The Dietary Supplement Health and Education Act defines dietary supplements as a category of food. However, there is one exception: if a dietary supplement meets the definition of a drug, it is regulated as a drug.
The Dietary Supplement Health and Education Act defines dietary supplements as a category of food. However, there is one exception: if a dietary supplement meets the definition of a drug, it is regulated as a drug.
Food is a material that to be eaten to enjoy the taste, smell, chew and functions to give energy, build and maintain tissue and regulate metabolism. Food material is always processes at home or in food premises never in a pharmaceutical place. Food is something to share with family and enjoy ingesting. Fruits are sources of vitamins that found in a balanced biochemical form, drug hardly to be in a balanced biochemical form. so what is your conclusion?
Since dietary supplements are designed to improve health without other functions such as enjoyment, taste, smell, etc they should be classified as drugs. Unfortunately the supplement industry is strong enough that in many places they have succeeded in obtaining laws which classify them as food. Or even worse they have obtained laws which classify them as neither so they escape any type of regulation or oversight. this results in their ability to make false claims and not deliver on promises.
Food invites a visceral experience through our senses. It is used as a way to nurture ourselves and others, we connect with others, celebrate social and cultural events and express ourselves as individuals and members of cultural contexts. Food has been experiences as gastronomic events long before modern western science began to reduce food into its individual chemical components.more recent managerialist regulation of ideas and concepts to protect either industry or the public casts a different perspective over something that is a basic human right.
While food has therapeutic value (comfort eating perhaps?) using particular nutrients to address a deficiency or condition is increasingly common in times of heightened risk management.
Using a legal definition as your starting point silences a much longer history of food. To subsequently take one position over the other will ultimately depend on how you want to position your work in a particular field. However it should not mean that you neglect/ignore other positionings.
The Dietary Supplement Health and Education act of 1994 classifies dietary supplements as a food but not a conventional food. They are to be taken as a supplement the regular diet to support the structure and function of the body as a whole or specific organ systems. They can contain vitamins, minerals, herbs, amino acids and any combination thereof. So in the United States dietary supplements are not regulated as drugs but neither are they regulated as conventional foods. They are supplements to the diet.

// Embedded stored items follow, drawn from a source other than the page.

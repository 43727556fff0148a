use std::time::Duration;

use serde::Serialize;

use crate::{
    geo,
    models::{Coordinates, OrderStatus, ServiceOrder},
    state::{AppState, ServerEvent},
};

/// Start offset used when the assigned provider has no known position.
const UNKNOWN_PROVIDER_OFFSET: f64 = 0.01;

/// Straight-line route from the provider towards the client, walked in
/// fixed steps by the ticker.
#[derive(Debug, Clone, PartialEq)]
pub struct TrackingRoute {
    pub from: Coordinates,
    pub to: Coordinates,
    steps: u32,
    step: u32,
}

impl TrackingRoute {
    pub fn new(from: Coordinates, to: Coordinates, steps: u32) -> Self {
        Self {
            from,
            to,
            steps: steps.max(1),
            step: 0,
        }
    }

    pub fn for_order(order: &ServiceOrder, provider_at: Option<Coordinates>, steps: u32) -> Self {
        let to = order.client_coordinates;
        let from = provider_at
            .filter(Coordinates::is_valid)
            .unwrap_or_else(|| {
                Coordinates::new(to.lat + UNKNOWN_PROVIDER_OFFSET, to.lng + UNKNOWN_PROVIDER_OFFSET)
            });
        Self::new(from, to, steps)
    }

    pub fn progress(&self) -> f64 {
        f64::from(self.step) / f64::from(self.steps)
    }

    pub fn position(&self) -> Coordinates {
        if self.arrived() {
            return self.to;
        }
        geo::lerp(self.from, self.to, self.progress())
    }

    pub fn arrived(&self) -> bool {
        self.step >= self.steps
    }

    pub fn remaining_m(&self) -> f64 {
        geo::distance_m(self.position(), self.to)
    }

    /// Moves one step forward. Returns false once the route is finished.
    pub fn advance(&mut self) -> bool {
        if self.arrived() {
            return false;
        }
        self.step += 1;
        true
    }
}

#[derive(Debug, Clone)]
pub struct Tracking {
    pub order_id: String,
    pub maximized: bool,
    pub route: TrackingRoute,
}

#[derive(Debug, Clone, Serialize)]
pub struct TrackingSnapshot {
    pub order_id: String,
    pub status: OrderStatus,
    pub status_label: &'static str,
    pub provider_id: String,
    pub provider_name: String,
    pub client_coordinates: Coordinates,
    pub position: Coordinates,
    pub progress: f64,
    pub remaining_m: f64,
    pub arrived: bool,
    pub maximized: bool,
}

pub fn status_label(status: OrderStatus) -> &'static str {
    match status {
        OrderStatus::Accepted => "Provider on the way",
        _ => "Job in progress",
    }
}

impl TrackingSnapshot {
    pub fn new(tracking: &Tracking, order: &ServiceOrder) -> Self {
        Self {
            order_id: order.id.clone(),
            status: order.status,
            status_label: status_label(order.status),
            provider_id: order.provider_id.clone(),
            provider_name: order.provider_name.clone(),
            client_coordinates: order.client_coordinates,
            position: tracking.route.position(),
            progress: tracking.route.progress(),
            remaining_m: tracking.route.remaining_m(),
            arrived: tracking.route.arrived(),
            maximized: tracking.maximized,
        }
    }
}

/// Background ticker animating the tracked provider marker.
pub async fn run(state: AppState, tick: Duration) {
    let mut interval = tokio::time::interval(tick);
    loop {
        interval.tick().await;
        let snapshot = {
            let mut market = state.market.write().await;
            market.advance_tracking()
        };
        if let Some(snapshot) = snapshot {
            let _ = state.events.send(ServerEvent::tracking(&snapshot));
        }
    }
}

#[cfg(test)]
mod tests {
    use chrono::Utc;

    use super::*;

    fn order(at: Coordinates) -> ServiceOrder {
        ServiceOrder {
            id: "ord_1".to_string(),
            provider_id: "p1".to_string(),
            provider_name: "Esteban".to_string(),
            client_id: "Usuario Actual".to_string(),
            description: String::new(),
            status: OrderStatus::Accepted,
            location: String::new(),
            client_coordinates: at,
            price_estimate: String::new(),
            created_at: Utc::now(),
        }
    }

    #[test]
    fn walks_from_provider_to_client() {
        let from = Coordinates::new(0.0, 0.0);
        let to = Coordinates::new(1.0, 1.0);
        let mut route = TrackingRoute::new(from, to, 4);
        assert_eq!(route.position(), from);
        assert!(route.advance());
        assert_eq!(route.position(), Coordinates::new(0.25, 0.25));
        while route.advance() {}
        assert!(route.arrived());
        assert_eq!(route.position(), to);
        assert!(route.remaining_m() < 1e-6);
        assert!(!route.advance());
    }

    #[test]
    fn unknown_provider_starts_from_offset() {
        let client = Coordinates::new(-34.6, -58.38);
        let route = TrackingRoute::for_order(&order(client), None, 10);
        assert!((route.from.lat - (client.lat + 0.01)).abs() < 1e-12);
        assert!((route.from.lng - (client.lng + 0.01)).abs() < 1e-12);
        assert_eq!(route.to, client);
    }

    #[test]
    fn zero_steps_is_clamped() {
        let mut route = TrackingRoute::new(Coordinates::new(0.0, 0.0), Coordinates::new(1.0, 0.0), 0);
        assert!(route.advance());
        assert!(route.arrived());
    }

    #[test]
    fn labels_follow_status() {
        assert_eq!(status_label(OrderStatus::Accepted), "Provider on the way");
        assert_eq!(status_label(OrderStatus::InProgress), "Job in progress");
    }
}
use actix_web::{
    http::StatusCode,
    test::{self, TestRequest},
    web, App,
};
use serde_json::{json, Value};

use handy2go::{build_state, config::Config, routes, state::AppState};

fn state() -> AppState {
    build_state(&Config::default()).unwrap()
}

macro_rules! app {
    ($state:expr) => {
        test::init_service(
            App::new()
                .app_data(web::Data::new($state.clone()))
                .configure(routes::configure),
        )
        .await
    };
}

macro_rules! set_role {
    ($app:expr, $role:expr) => {{
        let req = TestRequest::post()
            .uri("/api/session/role")
            .set_json(json!({ "role": $role }))
            .to_request();
        let resp = test::call_service(&$app, req).await;
        assert!(resp.status().is_success());
    }};
}

#[actix_web::test]
async fn health_is_ok() {
    let state = state();
    let app = app!(state);
    let resp = test::call_service(&app, TestRequest::get().uri("/health").to_request()).await;
    assert_eq!(resp.status(), StatusCode::OK);
}

#[actix_web::test]
async fn pages_render() {
    let state = state();
    let app = app!(state);
    for uri in ["/", "/orders", "/chats", "/chats/c1", "/profile", "/tracking"] {
        let resp = test::call_service(&app, TestRequest::get().uri(uri).to_request()).await;
        assert_eq!(resp.status(), StatusCode::OK, "{uri}");
    }
    let resp = test::call_service(&app, TestRequest::get().uri("/chats/missing").to_request()).await;
    assert_eq!(resp.status(), StatusCode::NOT_FOUND);
}

#[actix_web::test]
async fn second_active_job_is_refused() {
    let state = state();
    let app = app!(state);

    let req = TestRequest::post()
        .uri("/api/session/role")
        .set_json(json!({ "role": "PROVIDER" }))
        .to_request();
    assert_eq!(test::call_service(&app, req).await.status(), StatusCode::OK);

    let resp = test::call_service(
        &app,
        TestRequest::post().uri("/api/orders/req_101/accept").to_request(),
    )
    .await;
    assert_eq!(resp.status(), StatusCode::CONFLICT);
    let body: Value = test::read_body_json(resp).await;
    assert_eq!(
        body["error"],
        "You already have a job in progress. Finish it before accepting another."
    );

    let orders: Value = test::call_and_read_body_json(
        &app,
        TestRequest::get().uri("/api/orders").to_request(),
    )
    .await;
    let statuses: Vec<&str> = orders
        .as_array()
        .unwrap()
        .iter()
        .map(|order| order["status"].as_str().unwrap())
        .collect();
    assert_eq!(statuses, vec!["PENDING", "ACCEPTED"]);
}

#[actix_web::test]
async fn client_cannot_accept_orders() {
    let state = state();
    let app = app!(state);
    let resp = test::call_service(
        &app,
        TestRequest::post().uri("/api/orders/req_101/accept").to_request(),
    )
    .await;
    assert_eq!(resp.status(), StatusCode::FORBIDDEN);
}

#[actix_web::test]
async fn direct_request_flow() {
    let state = state();
    let app = app!(state);

    let session: Value = test::call_and_read_body_json(
        &app,
        TestRequest::post().uri("/api/providers/p1/select").to_request(),
    )
    .await;
    assert_eq!(session["mode"], "provider_selected");
    assert_eq!(session["provider_id"], "p1");

    let session: Value = test::call_and_read_body_json(
        &app,
        TestRequest::post().uri("/api/request/begin").to_request(),
    )
    .await;
    assert_eq!(session["mode"], "composing_request");

    let req = TestRequest::post()
        .uri("/api/request/description")
        .set_json(json!({ "description": "No anda el disyuntor" }))
        .to_request();
    assert_eq!(test::call_service(&app, req).await.status(), StatusCode::OK);

    let resp = test::call_service(&app, TestRequest::post().uri("/api/request/send").to_request()).await;
    assert_eq!(resp.status(), StatusCode::CREATED);
    let body: Value = test::read_body_json(resp).await;
    assert_eq!(body["order"]["status"], "PENDING");
    assert_eq!(body["order"]["description"], "No anda el disyuntor");
    assert_eq!(body["chat"]["order_id"], body["order"]["id"]);

    let chats: Value = test::call_and_read_body_json(
        &app,
        TestRequest::get().uri("/api/chats").to_request(),
    )
    .await;
    let matching = chats
        .as_array()
        .unwrap()
        .iter()
        .filter(|chat| chat["order_id"] == body["order"]["id"])
        .count();
    assert_eq!(matching, 1);
}

#[actix_web::test]
async fn busy_provider_is_unavailable() {
    let state = state();
    let app = app!(state);
    test::call_service(&app, TestRequest::post().uri("/api/providers/p2/select").to_request()).await;
    let resp = test::call_service(&app, TestRequest::post().uri("/api/request/begin").to_request()).await;
    assert_eq!(resp.status(), StatusCode::CONFLICT);
}

#[actix_web::test]
async fn category_filter_narrows_providers() {
    let state = state();
    let app = app!(state);

    let all: Value = test::call_and_read_body_json(
        &app,
        TestRequest::get().uri("/api/providers").to_request(),
    )
    .await;
    assert_eq!(all.as_array().unwrap().len(), 4);

    let req = TestRequest::post()
        .uri("/api/session/filter")
        .set_json(json!({ "category_id": "mudanza" }))
        .to_request();
    assert_eq!(test::call_service(&app, req).await.status(), StatusCode::OK);

    let filtered: Value = test::call_and_read_body_json(
        &app,
        TestRequest::get().uri("/api/providers").to_request(),
    )
    .await;
    let ids: Vec<&str> = filtered
        .as_array()
        .unwrap()
        .iter()
        .map(|provider| provider["id"].as_str().unwrap())
        .collect();
    assert_eq!(ids, vec!["p3"]);

    let req = TestRequest::post()
        .uri("/api/session/filter")
        .set_json(json!({ "category_id": "jardineria" }))
        .to_request();
    assert_eq!(test::call_service(&app, req).await.status(), StatusCode::BAD_REQUEST);
}

#[actix_web::test]
async fn public_request_hire_flow() {
    let state = state();
    let app = app!(state);

    let req = TestRequest::post()
        .uri("/api/public-requests")
        .set_json(json!({
            "category_id": "electricidad",
            "description": "Colgar una lámpara",
            "offer_price": "",
            "coordinates": { "lat": -34.6045, "lng": -58.3845 }
        }))
        .to_request();
    let resp = test::call_service(&app, req).await;
    assert_eq!(resp.status(), StatusCode::CREATED);
    let request: Value = test::read_body_json(resp).await;
    assert_eq!(request["offer_price"], "A convenir");
    let id = request["id"].as_str().unwrap().to_string();

    let req = TestRequest::post()
        .uri("/api/session/role")
        .set_json(json!({ "role": "PROVIDER" }))
        .to_request();
    test::call_service(&app, req).await;

    let resp = test::call_service(
        &app,
        TestRequest::post().uri(&format!("/api/public-requests/{id}/apply")).to_request(),
    )
    .await;
    assert_eq!(resp.status(), StatusCode::OK);

    let hire = format!("/api/public-requests/{id}/applicants/p1/accept");
    set_role!(app, "CLIENT");
    let resp = test::call_service(&app, TestRequest::post().uri(&hire).to_request()).await;
    assert_eq!(resp.status(), StatusCode::CONFLICT);

    set_role!(app, "PROVIDER");
    for step in ["start", "complete"] {
        let resp = test::call_service(
            &app,
            TestRequest::post()
                .uri(&format!("/api/orders/req_102/{step}"))
                .to_request(),
        )
        .await;
        assert_eq!(resp.status(), StatusCode::OK);
    }

    set_role!(app, "CLIENT");
    let resp = test::call_service(&app, TestRequest::post().uri(&hire).to_request()).await;
    assert_eq!(resp.status(), StatusCode::CREATED);
    let body: Value = test::read_body_json(resp).await;
    assert_eq!(body["order"]["status"], "ACCEPTED");
    assert_eq!(body["order"]["id"], format!("ord_pub_{id}"));

    let resp = test::call_service(
        &app,
        TestRequest::get().uri(&format!("/api/public-requests/{id}")).to_request(),
    )
    .await;
    assert_eq!(resp.status(), StatusCode::NOT_FOUND);

    let tracking: Value = test::call_and_read_body_json(
        &app,
        TestRequest::get().uri("/api/tracking").to_request(),
    )
    .await;
    assert_eq!(tracking["order_id"], format!("ord_pub_{id}"));
}

#[actix_web::test]
async fn only_parties_can_track_or_cancel_a_job() {
    let state = state();
    let app = app!(state);
    let track = || TestRequest::post().uri("/api/orders/req_102/track").to_request();
    let cancel = || TestRequest::post().uri("/api/tracking/cancel").to_request();

    let resp = test::call_service(&app, track()).await;
    assert_eq!(resp.status(), StatusCode::FORBIDDEN);

    set_role!(app, "GUEST");
    let resp = test::call_service(&app, track()).await;
    assert_eq!(resp.status(), StatusCode::FORBIDDEN);
    let resp = test::call_service(&app, cancel()).await;
    assert_eq!(resp.status(), StatusCode::FORBIDDEN);

    set_role!(app, "PROVIDER");
    let resp = test::call_service(&app, track()).await;
    assert_eq!(resp.status(), StatusCode::OK);

    let order: Value = test::call_and_read_body_json(
        &app,
        TestRequest::get().uri("/api/orders/req_102").to_request(),
    )
    .await;
    assert_eq!(order["status"], "ACCEPTED");
}

#[actix_web::test]
async fn tracking_is_empty_until_a_job_starts() {
    let state = state();
    let app = app!(state);
    let resp = test::call_service(&app, TestRequest::get().uri("/api/tracking").to_request()).await;
    assert_eq!(resp.status(), StatusCode::NO_CONTENT);
    let resp = test::call_service(
        &app,
        TestRequest::post().uri("/api/tracking/cancel").to_request(),
    )
    .await;
    assert_eq!(resp.status(), StatusCode::CONFLICT);
}

#[actix_web::test]
async fn chat_messages_are_appended() {
    let state = state();
    let app = app!(state);

    let chat: Value = test::call_and_read_body_json(
        &app,
        TestRequest::get().uri("/api/chats/c1").to_request(),
    )
    .await;
    assert_eq!(chat["unread_count"], 0);

    let req = TestRequest::post()
        .uri("/api/chats/c1/messages")
        .set_json(json!({ "text": "Dale, te espero" }))
        .to_request();
    let resp = test::call_service(&app, req).await;
    assert_eq!(resp.status(), StatusCode::CREATED);

    let chat: Value = test::call_and_read_body_json(
        &app,
        TestRequest::get().uri("/api/chats/c1").to_request(),
    )
    .await;
    assert_eq!(chat["last_message"], "Dale, te espero");
    assert_eq!(chat["messages"].as_array().unwrap().len(), 2);

    let req = TestRequest::post()
        .uri("/api/chats/c1/messages")
        .set_json(json!({ "text": "   " }))
        .to_request();
    assert_eq!(test::call_service(&app, req).await.status(), StatusCode::BAD_REQUEST);
}

#[actix_web::test]
async fn estimate_without_key_uses_fallback() {
    let state = state();
    let app = app!(state);
    let req = TestRequest::post()
        .uri("/api/estimate")
        .set_json(json!({
            "service_name": "Plomería",
            "location": "Florida 500",
            "description": "Pierde el termotanque"
        }))
        .to_request();
    let body: Value = test::call_and_read_body_json(&app, req).await;
    assert_eq!(body["estimate"], "Consultar con profesional");
    assert_eq!(body["sources"], json!([]));
}

#[actix_web::test]
async fn addresses_and_profile() {
    let state = state();
    let app = app!(state);

    let req = TestRequest::post()
        .uri("/api/addresses")
        .set_json(json!({
            "name": "Casa",
            "address": "Av. Rivadavia 5000",
            "coordinates": { "lat": -34.62, "lng": -58.44 }
        }))
        .to_request();
    let resp = test::call_service(&app, req).await;
    assert_eq!(resp.status(), StatusCode::CREATED);

    let session: Value = test::call_and_read_body_json(
        &app,
        TestRequest::get().uri("/api/session").to_request(),
    )
    .await;
    assert_eq!(session["current_address"], "Casa");
    assert_eq!(session["client_location"]["lat"], -34.62);

    let req = TestRequest::put()
        .uri("/api/profile")
        .set_json(json!({ "range": 0 }))
        .to_request();
    assert_eq!(test::call_service(&app, req).await.status(), StatusCode::BAD_REQUEST);

    let req = TestRequest::put()
        .uri("/api/profile")
        .set_json(json!({ "status": "CLOSED" }))
        .to_request();
    let profile: Value = test::call_and_read_body_json(&app, req).await;
    assert_eq!(profile["status"], "CLOSED");
}

#[actix_web::test]
async fn markers_follow_role() {
    let state = state();
    let app = app!(state);
    let markers: Value = test::call_and_read_body_json(
        &app,
        TestRequest::get().uri("/api/markers").to_request(),
    )
    .await;
    assert!(markers
        .as_array()
        .unwrap()
        .iter()
        .any(|marker| marker["kind"] == "provider"));

    let req = TestRequest::post()
        .uri("/api/session/role")
        .set_json(json!({ "role": "PROVIDER" }))
        .to_request();
    test::call_service(&app, req).await;

    let markers: Value = test::call_and_read_body_json(
        &app,
        TestRequest::get().uri("/api/markers").to_request(),
    )
    .await;
    let kinds: Vec<&str> = markers
        .as_array()
        .unwrap()
        .iter()
        .map(|marker| marker["kind"].as_str().unwrap())
        .collect();
    assert!(kinds.contains(&"service_area"));
    assert!(kinds.contains(&"public_request"));
    assert!(!kinds.contains(&"provider"));
}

After conducting research on dietary supplements over the past 40 years, I’d like to pass on a few thoughts. I suspect the drafters of DSHEA would say dietary supplements are dietary supplements—that is why the law was crafted. I have found the FDA’s definitions very helpful in defining the difference between drugs and supplements—drugs are designed to prevent, treat, mitigate and cure disease. If the supplement makes these claims, the FDA will evaluate the need for an IND (Investigation for a New Drug). DSHEA encourages dietary supplement companies to focus on supplements that can enhance “structure and function” not cure diseases. I think there is a place for supplements that can add to the value of food. One exception is calcium supplementation for which the FDA allows a claim about preventing osteoporosis.
Don’t be discouraged by Joyce Morris dogmatic and anti-supplement stance. She is right in some cases but there are honorable companies manufacturing supplements. Additionally, since she is in a government agency, don’t let her rather strong negative generalizations discourage you from simply calling the FTC or FDA with you questions. I have found government agencies very helpful and evidence-oriented and rarely dogmatic.
Gilbert Kaats, I am not anti-supplement but I am pro safe and effective. You have no idea if the company is honorable or if you are getting what the label states since there is no regulation or oversight. My government employment does not inform my stand on this issue since this is not related to the area in which I have worked. It stems from being a good consumer and an advocate for informed consumers; the supplement industry fails me. Frankly if I was one of those honorable companies I would welcome regulation since it would prove that I produce a safe and effective product. Unfortunately they have fought such regulation so I have no way of knowing if their product delivers what they say it does.
The FDA defines a dietary supplement (DS) as "A dietary supplement is a product intended for ingestion that contains a "dietary ingredient" intended to add further nutritional value to (supplement) the diet. A "dietary ingredient" may be one, or any combination, of the following substances: a vitamin. a mineral. an herb or other botanical".Jun 8, 2015
A DS could either be a food or a drug. However classification affects its regulation. Many DS are classified as food so that manufacturers could register them in countries easily without having to prove any health benefit or side effect. This allows many DS easy entry into countries and after registration the products can then be touted as a miracle cure or energy boost etc.
Had they been registered as a drug then strict guidelines would then have to be followed and many DS would not be registered.
There are problems associated with food DS as there are no way to know that the contents are exactly as defined on the label. Safety for consumers become an issue.